### Task brief:
Write out the stretch of lines below that begins at the line with "the reported measurement." and ends at the line with "a new record.", including both, exactly as given and nothing more.

──────── Task inputs ────────

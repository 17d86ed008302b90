//! Bridge between a Scratch remote-sensor mesh and board GPIOs.
//!
//! - [`PinRegistry`]: pin modes and values, kept in step with the hardware
//! - [`RegistryHandle`]: access to the registry task shared by all workers
//! - [`command`]: broadcast token parsing
//! - [`Listener`] and [`Notifier`]: the two per-session workers
//! - [`Supervisor`]: connect, serve, tear down, retry
//! - [`Bridge`]: startup assembly from a [`Config`]
//!
//! # Example
//!
//! ```rust,no_run
//! use std::sync::Arc;
//!
//! use acmemesh_bridge::{Bridge, Config, HostSystem};
//! use acmemesh_gpio::MemoryPins;
//! use acmemesh_mesh::TcpConnector;
//! use tokio_util::sync::CancellationToken;
//!
//! # async fn example() -> Result<(), Box<dyn std::error::Error>> {
//! let config = Config::default();
//! let connector = TcpConnector::new(&config.remote_address);
//! let bridge = Bridge::new(
//!     config,
//!     Arc::new(MemoryPins::new()),
//!     Arc::new(connector),
//!     Arc::new(HostSystem::new()),
//! )
//! .await?;
//! bridge.run(CancellationToken::new()).await?;
//! # Ok(())
//! # }
//! ```

mod bridge;
pub mod command;
mod config;
mod error;
mod handle;
mod listener;
pub mod logger;
mod notifier;
mod pin;
mod registry;
mod supervisor;
pub mod system;

pub use bridge::Bridge;
pub use command::{Command, Value};
pub use config::*;
pub use error::*;
pub use handle::{RegistryHandle, spawn_registry};
pub use listener::{Listener, ListenerExit};
pub use logger::{Logger, NopLogger, default_logger};
pub use notifier::{DEFAULT_POLL_INTERVAL, DEFAULT_SETTLE, Notifier};
pub use pin::{PinMode, PinState};
pub use registry::{PinRegistry, WriteOutcome};
pub use supervisor::{ConnectionState, Exit, Supervisor, SupervisorEvent, SupervisorOptions};
pub use system::{HostSystem, SystemControl};

#[cfg(test)]
mod tests;
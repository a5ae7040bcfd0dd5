use std::collections::BTreeMap;

use chrono::{DateTime, NaiveDate, Utc};
use serde::{Deserialize, Serialize};

use crate::workflows::enrollment::domain::{CreatorId, UserId};

/// Identifier wrapper for challenge definitions.
#[derive(Debug, Clone, PartialEq, Eq, Hash, Serialize, Deserialize)]
pub struct ChallengeId(pub String);

/// Identifier wrapper for completion attempts.
#[derive(Debug, Clone, PartialEq, Eq, Hash, Serialize, Deserialize)]
pub struct CompletionId(pub String);

/// Impact categories the handprint aggregates over.
#[derive(
    Debug, Clone, Copy, PartialEq, Eq, PartialOrd, Ord, Hash, Serialize, Deserialize,
)]
#[serde(rename_all = "snake_case")]
pub enum ImpactCategory {
    Transport,
    Energy,
    Waste,
    Water,
    Community,
}

impl ImpactCategory {
    pub const fn label(self) -> &'static str {
        match self {
            ImpactCategory::Transport => "transport",
            ImpactCategory::Energy => "energy",
            ImpactCategory::Waste => "waste",
            ImpactCategory::Water => "water",
            ImpactCategory::Community => "community",
        }
    }
}

/// Strength of the evidence backing a reported completion.
#[derive(
    Debug, Clone, Copy, PartialEq, Eq, PartialOrd, Ord, Hash, Serialize, Deserialize,
)]
#[serde(rename_all = "snake_case")]
pub enum EvidenceTier {
    Manual,
    Photo,
    ApiVerified,
    PeerVerified,
}

impl EvidenceTier {
    pub const fn label(self) -> &'static str {
        match self {
            EvidenceTier::Manual => "manual",
            EvidenceTier::Photo => "photo",
            EvidenceTier::ApiVerified => "api_verified",
            EvidenceTier::PeerVerified => "peer_verified",
        }
    }

    /// Base validation score for this tier.
    pub const fn base_score(self) -> f64 {
        match self {
            EvidenceTier::Manual => 0.6,
            EvidenceTier::Photo => 0.85,
            EvidenceTier::ApiVerified => 0.95,
            EvidenceTier::PeerVerified => 0.80,
        }
    }
}

/// How the raw impact amount is derived from the reported measurement.
#[derive(Debug, Clone, PartialEq, Serialize, Deserialize)]
#[serde(tag = "method", rename_all = "snake_case")]
pub enum CalculationMethod {
    Distance { co2_per_km: f64 },
    Count { co2_per_unit: f64 },
    Volume { co2_per_liter: f64 },
    Fixed { amount: f64 },
}

/// A challenge as authored by a creator: the impact formula, the point base,
/// and optional per-tier impact multipliers rewarding stronger evidence.
#[derive(Debug, Clone, PartialEq, Serialize, Deserialize)]
pub struct ChallengeDefinition {
    pub id: ChallengeId,
    pub title: String,
    pub creator: CreatorId,
    pub category: ImpactCategory,
    pub method: CalculationMethod,
    pub base_points: u32,
    pub tier_multipliers: BTreeMap<EvidenceTier, f64>,
}

/// User-supplied measurement; missing fields fall back to method defaults.
#[derive(Debug, Clone, Default, PartialEq, Serialize, Deserialize)]
pub struct MeasurementInput {
    pub distance_km: Option<f64>,
    pub unit_count: Option<u32>,
    pub volume_liters: Option<f64>,
}

/// One reported completion attempt.
#[derive(Debug, Clone, PartialEq, Serialize, Deserialize)]
pub struct CompletionReport {
    pub challenge_id: ChallengeId,
    pub user_id: UserId,
    pub evidence: EvidenceTier,
    pub measurements: MeasurementInput,
    pub notes: Option<String>,
}

/// Confidence gate outcome for a completion.
#[derive(Debug, Clone, Copy, PartialEq, Eq, Serialize, Deserialize)]
#[serde(rename_all = "snake_case")]
pub enum ValidationStatus {
    Pending,
    Validated,
}

impl ValidationStatus {
    pub const fn label(self) -> &'static str {
        match self {
            ValidationStatus::Pending => "pending",
            ValidationStatus::Validated => "validated",
        }
    }
}

/// Stored record of a completion attempt. Created once, never mutated; a
/// re-attempt produces a new record.
#[derive(Debug, Clone, PartialEq, Serialize, Deserialize)]
pub struct ChallengeCompletion {
    pub id: CompletionId,
    pub user_id: UserId,
    pub challenge_id: ChallengeId,
    pub evidence: EvidenceTier,
    pub impact_amount: f64,
    pub validation_score: f64,
    pub points_earned: u32,
    pub status: ValidationStatus,
    pub completed_at: DateTime<Utc>,
}

/// Denormalized monthly-aggregable record derived 1:1 from a validated
/// completion; used for reporting only.
#[derive(Debug, Clone, PartialEq, Serialize, Deserialize)]
pub struct ImpactRecord {
    pub user_id: UserId,
    pub category: ImpactCategory,
    pub amount: f64,
    pub points: u32,
    pub confidence: f64,
    pub recorded_on: NaiveDate,
}

/// What the validation pipeline hands back to the caller.
#[derive(Debug, Clone, PartialEq, Serialize)]
pub struct ValidationOutcome {
    pub completion: ChallengeCompletion,
    pub feedback: String,
}
impl RuleStore for MemoryRules {
    fn eligible_rule(
        &self,
        program: &Program,
        now: DateTime<Utc>,
    ) -> Result<Option<SponsorshipRule>, StoreError> {
        let guard = self.rules.lock().expect("rule mutex poisoned");
        let mut candidates: Vec<_> = guard
            .values()
            .filter(|rule| rule.is_live(now) && rule.currency == program.currency)
            .filter(|rule| match &rule.scope {
                SponsorshipScope::Program(id) => *id == program.id,
                SponsorshipScope::Creator(id) => *id == program.creator,
                SponsorshipScope::Category(_) | SponsorshipScope::Event(_) => false,
            })
            .cloned()
            .collect();
        candidates.sort_by(|a, b| b.contribution.cmp(&a.contribution));
        Ok(candidates.into_iter().next())
    }

    fn fetch_rule(&self, id: &RuleId) -> Result<Option<SponsorshipRule>, StoreError> {
        Ok(self
            .rules
            .lock()
            .expect("rule mutex poisoned")
            .get(id)
            .cloned())
    }

    fn insert_rule(&self, rule: SponsorshipRule) -> Result<SponsorshipRule, StoreError> {
        let mut guard = self.rules.lock().expect("rule mutex poisoned");
        if guard.contains_key(&rule.id) {
            return Err(StoreError::Conflict);
        }
        guard.insert(rule.id.clone(), rule.clone());
        Ok(rule)
    }

    fn debit(&self, id: &RuleId, amount: u32) -> Result<SponsorshipRule, StoreError> {
        let mut guard = self.rules.lock().expect("rule mutex poisoned");
        let rule = guard.get_mut(id).ok_or(StoreError::NotFound)?;
        if rule.status != RuleStatus::Active {
            return Err(StoreError::QuotaExhausted);
        }
        if rule.budget_spent + amount > rule.budget_total {
            return Err(StoreError::QuotaExhausted);
        }
        if let Some(max) = rule.max_participants {
            if rule.participants_used >= max {
                return Err(StoreError::QuotaExhausted);
            }
        }
        rule.budget_spent += amount;
        rule.participants_used += 1;
        Ok(rule.clone())
    }

    fn refund(&self, id: &RuleId, amount: u32) -> Result<(), StoreError> {
        let mut guard = self.rules.lock().expect("rule mutex poisoned");
        let rule = guard.get_mut(id).ok_or(StoreError::NotFound)?;
        rule.budget_spent = rule.budget_spent.saturating_sub(amount);
        rule.participants_used = rule.participants_used.saturating_sub(1);
        Ok(())
    }

    fn update_status(&self, id: &RuleId, status: RuleStatus) -> Result<(), StoreError> {
        let mut guard = self.rules.lock().expect("rule mutex poisoned");
        let rule = guard.get_mut(id).ok_or(StoreError::NotFound)?;
        rule.status = status;
        Ok(())
    }

    fn mark_low_budget_alerted(&self, id: &RuleId) -> Result<bool, StoreError> {
        let mut guard = self.alerted.lock().expect("alert mutex poisoned");
        if guard.contains(id) {
            return Ok(false);
        }
        guard.push(id.clone());
        Ok(true)
    }

    fn credit_entry(&self, sponsor: &SponsorId) -> Result<Option<CreditLedgerEntry>, StoreError> {
        Ok(self
            .credits
            .lock()
            .expect("credit mutex poisoned")
            .get(sponsor)
            .cloned())
    }

    fn credit_use(&self, sponsor: &SponsorId, amount: u32) -> Result<(), StoreError> {
        let mut guard = self.credits.lock().expect("credit mutex poisoned");
        let entry = guard
            .entry(sponsor.clone())
            .or_insert_with(|| CreditLedgerEntry {
                sponsor: sponsor.clone(),
                total: 0,
                used: 0,
            });
        entry.used += amount;
        Ok(())
    }

    fn credit_release(&self, sponsor: &SponsorId, amount: u32) -> Result<(), StoreError> {
        let mut guard = self.credits.lock().expect("credit mutex poisoned");
        if let Some(entry) = guard.get_mut(sponsor) {
            entry.used = entry.used.saturating_sub(amount);
        }
        Ok(())
    }
}

#[derive(Default)]
pub(super) struct MemorySink {
    events: Mutex<Vec<Notification>>,
}

impl MemorySink {
    pub(super) fn events(&self) -> Vec<Notification> {
        self.events.lock().expect("sink mutex poisoned").clone()
    }
}

impl NotificationSink for MemorySink {
    fn notify(&self, notification: Notification) -> Result<(), NotificationError> {
        self.events
            .lock()
            .expect("sink mutex poisoned")
            .push(notification);
        Ok(())
    }
}

#[derive(Default)]
pub(super) struct RecordingNudges {
    evaluated: Mutex<Vec<CreatorId>>,
}

impl RecordingNudges {
    pub(super) fn evaluated(&self) -> Vec<CreatorId> {
        self.evaluated.lock().expect("nudge mutex poisoned").clone()
    }
}

impl NudgeTrigger for RecordingNudges {
    fn evaluate(&self, creator: &CreatorId) {
        self.evaluated
            .lock()
            .expect("nudge mutex poisoned")
            .push(creator.clone());
    }
}

#[derive(Default)]
pub(super) struct MemoryGateway {
    counter: AtomicU64,
    requests: Mutex<Vec<GatewayCheckout>>,
}

impl MemoryGateway {
    fn issue(&self, checkout: GatewayCheckout) -> Result<CheckoutHandle, GatewayError> {
        let id = self.counter.fetch_add(1, Ordering::Relaxed) + 1;
        self.requests
            .lock()
            .expect("gateway mutex poisoned")
            .push(checkout);
        Ok(CheckoutHandle {
            reference: CheckoutReference(format!("cs-{id:06}")),
            redirect_url: format!("https://pay.example/cs-{id:06}"),
        })
    }

    pub(super) fn requests(&self) -> Vec<GatewayCheckout> {
        self.requests
            .lock()
            .expect("gateway mutex poisoned")
            .clone()
    }
}

pub(super) struct SharedGateway(pub(super) Arc<MemoryGateway>);

impl PaymentGateway for SharedGateway {
    fn create_checkout(&self, checkout: GatewayCheckout) -> Result<CheckoutHandle, GatewayError> {
        self.0.issue(checkout)
    }
}

pub(super) struct OfflineGateway;

impl PaymentGateway for OfflineGateway {
    fn create_checkout(&self, _checkout: GatewayCheckout) -> Result<CheckoutHandle, GatewayError> {
        Err(GatewayError::Unavailable("processor offline".to_string()))
    }
}

pub(super) struct TestHarness {
    pub(super) enrollments: Arc<EnrollmentService<MemoryStore, MemoryRules, MemorySink>>,
    pub(super) checkout: Arc<CheckoutService<MemoryStore, MemoryRules, MemorySink>>,
    pub(super) store: Arc<MemoryStore>,
    pub(super) rules: Arc<MemoryRules>,
    pub(super) sink: Arc<MemorySink>,
    pub(super) nudges: Arc<RecordingNudges>,
    pub(super) gateway: Arc<MemoryGateway>,
}

pub(super) fn harness() -> TestHarness {
    let store = Arc::new(MemoryStore::default());
    let rules = Arc::new(MemoryRules::default());
    let sink = Arc::new(MemorySink::default());
    let nudges = Arc::new(RecordingNudges::default());
    let gateway = Arc::new(MemoryGateway::default());
    let quota = Arc::new(QuotaLedger::new(rules.clone(), sink.clone()));

    let enrollments = Arc::new(EnrollmentService::new(
        store.clone(),
        quota.clone(),
        sink.clone(),
        nudges.clone(),
    ));
    let checkout = Arc::new(CheckoutService::new(
        store.clone(),
        quota,
        Box::new(SharedGateway(gateway.clone())),
        sink.clone(),
        nudges.clone(),
    ));

    TestHarness {
        enrollments,
        checkout,
        store,
        rules,
        sink,
        nudges,
        gateway,
    }
}
use super::domain::{EnrollmentRecord, Program, ProgramId, UserId};
use crate::workflows::store::StoreError;

/// Storage abstraction for programs and enrollment records.
///
/// `insert_enrollment` is a conditional insert on the (program, member)
/// natural key and must fail with [`StoreError::Conflict`] when a record
/// already exists. `increment_participants` is an atomic bounded increment:
/// it must refuse with [`StoreError::CapacityExceeded`] once the program
/// capacity is reached, so two callers racing for the last seat cannot both
/// claim it. `release_participant` is its commutative inverse, used to hand
/// a claimed seat back when the subsequent record insert loses a duplicate
/// race.
pub trait EnrollmentStore: Send + Sync {
    fn fetch_program(&self, id: &ProgramId) -> Result<Option<Program>, StoreError>;
    fn fetch_enrollment(
        &self,
        program: &ProgramId,
        user: &UserId,
    ) -> Result<Option<EnrollmentRecord>, StoreError>;
    fn insert_enrollment(&self, record: EnrollmentRecord)
        -> Result<EnrollmentRecord, StoreError>;
    fn increment_participants(&self, id: &ProgramId) -> Result<u32, StoreError>;
    fn release_participant(&self, id: &ProgramId) -> Result<(), StoreError>;
}
use std::sync::Arc;

use axum::{
    extract::{Path, State},
    http::StatusCode,
    response::{IntoResponse, Response},
    routing::{get, post},
    Router,
};
use chrono::Utc;
use serde::{Deserialize, Serialize};
use serde_json::json;

use super::domain::{
    ChallengeId, CompletionReport, EvidenceTier, MeasurementInput, ValidationOutcome,
};
use super::service::{CompletionStore, ImpactValidationService, ValidationError};
use crate::workflows::enrollment::domain::UserId;

/// Router builder exposing HTTP endpoints for completion reporting and the
/// monthly handprint.
pub fn impact_router<S>(service: Arc<ImpactValidationService<S>>) -> Router
where
    S: CompletionStore + 'static,
{
    Router::new()
        .route(
            "/api/v1/challenges/:challenge_id/completions",
            post(complete_handler::<S>),
        )
        .route(
            "/api/v1/users/:user_id/handprint",
            get(handprint_handler::<S>),
        )
        .with_state(service)
}

#[derive(Debug, Deserialize)]
struct CompletionRequest {
    user_id: String,
    evidence: EvidenceTier,
    #[serde(default)]
    measurements: MeasurementInput,
    #[serde(default)]
    notes: Option<String>,
}

/// Sanitized representation of a scored completion.
#[derive(Debug, Clone, Serialize)]
pub struct CompletionView {
    pub id: String,
    pub challenge_id: String,
    pub user_id: String,
    pub evidence: &'static str,
    pub impact_amount: f64,
    pub validation_score: f64,
    pub points_earned: u32,
    pub status: &'static str,
    pub feedback: String,
}

impl From<&ValidationOutcome> for CompletionView {
    fn from(outcome: &ValidationOutcome) -> Self {
        let completion = &outcome.completion;
        Self {
            id: completion.id.0.clone(),
            challenge_id: completion.challenge_id.0.clone(),
            user_id: completion.user_id.0.clone(),
            evidence: completion.evidence.label(),
            impact_amount: completion.impact_amount,
            validation_score: completion.validation_score,
            points_earned: completion.points_earned,
            status: completion.status.label(),
            feedback: outcome.feedback.clone(),
        }
    }
}

async fn complete_handler<S>(
    State(service): State<Arc<ImpactValidationService<S>>>,
    Path(challenge_id): Path<String>,
    axum::Json(body): axum::Json<CompletionRequest>,
) -> Response
where
    S: CompletionStore + 'static,
{
    let report = CompletionReport {
        challenge_id: ChallengeId(challenge_id),
        user_id: UserId(body.user_id),
        evidence: body.evidence,
        measurements: body.measurements,
        notes: body.notes,
    };

    match service.validate(report) {
        Ok(outcome) => (
            StatusCode::CREATED,
            axum::Json(CompletionView::from(&outcome)),
        )
            .into_response(),
        Err(err) => validation_error_response(err),
    }
}

async fn handprint_handler<S>(
    State(service): State<Arc<ImpactValidationService<S>>>,
    Path(user_id): Path<String>,
) -> Response
where
    S: CompletionStore + 'static,
{
    let user = UserId(user_id);
    match service.monthly_handprint(&user, Utc::now().date_naive()) {
        Ok(handprint) => (StatusCode::OK, axum::Json(handprint)).into_response(),
        Err(err) => validation_error_response(err),
    }
}

fn validation_error_response(err: ValidationError) -> Response {
    let status = match &err {
        ValidationError::ChallengeNotFound => StatusCode::NOT_FOUND,
        ValidationError::Store(_) => StatusCode::INTERNAL_SERVER_ERROR,
    };
    let payload = json!({ "error": err.to_string() });
    (status, axum::Json(payload)).into_response()
}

────────

### Written answer:
/// How the raw impact amount is derived from the reported measurement.
#[derive(Debug, Clone, PartialEq, Serialize, Deserialize)]
#[serde(tag = "method", rename_all = "snake_case")]
pub enum CalculationMethod {
    Distance { co2_per_km: f64 },
    Count { co2_per_unit: f64 },
    Volume { co2_per_liter: f64 },
    Fixed { amount: f64 },
}

/// A challenge as authored by a creator: the impact formula, the point base,
/// and optional per-tier impact multipliers rewarding stronger evidence.
#[derive(Debug, Clone, PartialEq, Serialize, Deserialize)]
pub struct ChallengeDefinition {
    pub id: ChallengeId,
    pub title: String,
    pub creator: CreatorId,
    pub category: ImpactCategory,
    pub method: CalculationMethod,
    pub base_points: u32,
    pub tier_multipliers: BTreeMap<EvidenceTier, f64>,
}

/// User-supplied measurement; missing fields fall back to method defaults.
#[derive(Debug, Clone, Default, PartialEq, Serialize, Deserialize)]
pub struct MeasurementInput {
    pub distance_km: Option<f64>,
    pub unit_count: Option<u32>,
    pub volume_liters: Option<f64>,
}

/// One reported completion attempt.
#[derive(Debug, Clone, PartialEq, Serialize, Deserialize)]
pub struct CompletionReport {
    pub challenge_id: ChallengeId,
    pub user_id: UserId,
    pub evidence: EvidenceTier,
    pub measurements: MeasurementInput,
    pub notes: Option<String>,
}

/// Confidence gate outcome for a completion.
#[derive(Debug, Clone, Copy, PartialEq, Eq, Serialize, Deserialize)]
#[serde(rename_all = "snake_case")]
pub enum ValidationStatus {
    Pending,
    Validated,
}

impl ValidationStatus {
    pub const fn label(self) -> &'static str {
        match self {
            ValidationStatus::Pending => "pending",
            ValidationStatus::Validated => "validated",
        }
    }
}

/// Stored record of a completion attempt. Created once, never mutated; a
/// re-attempt produces a new record.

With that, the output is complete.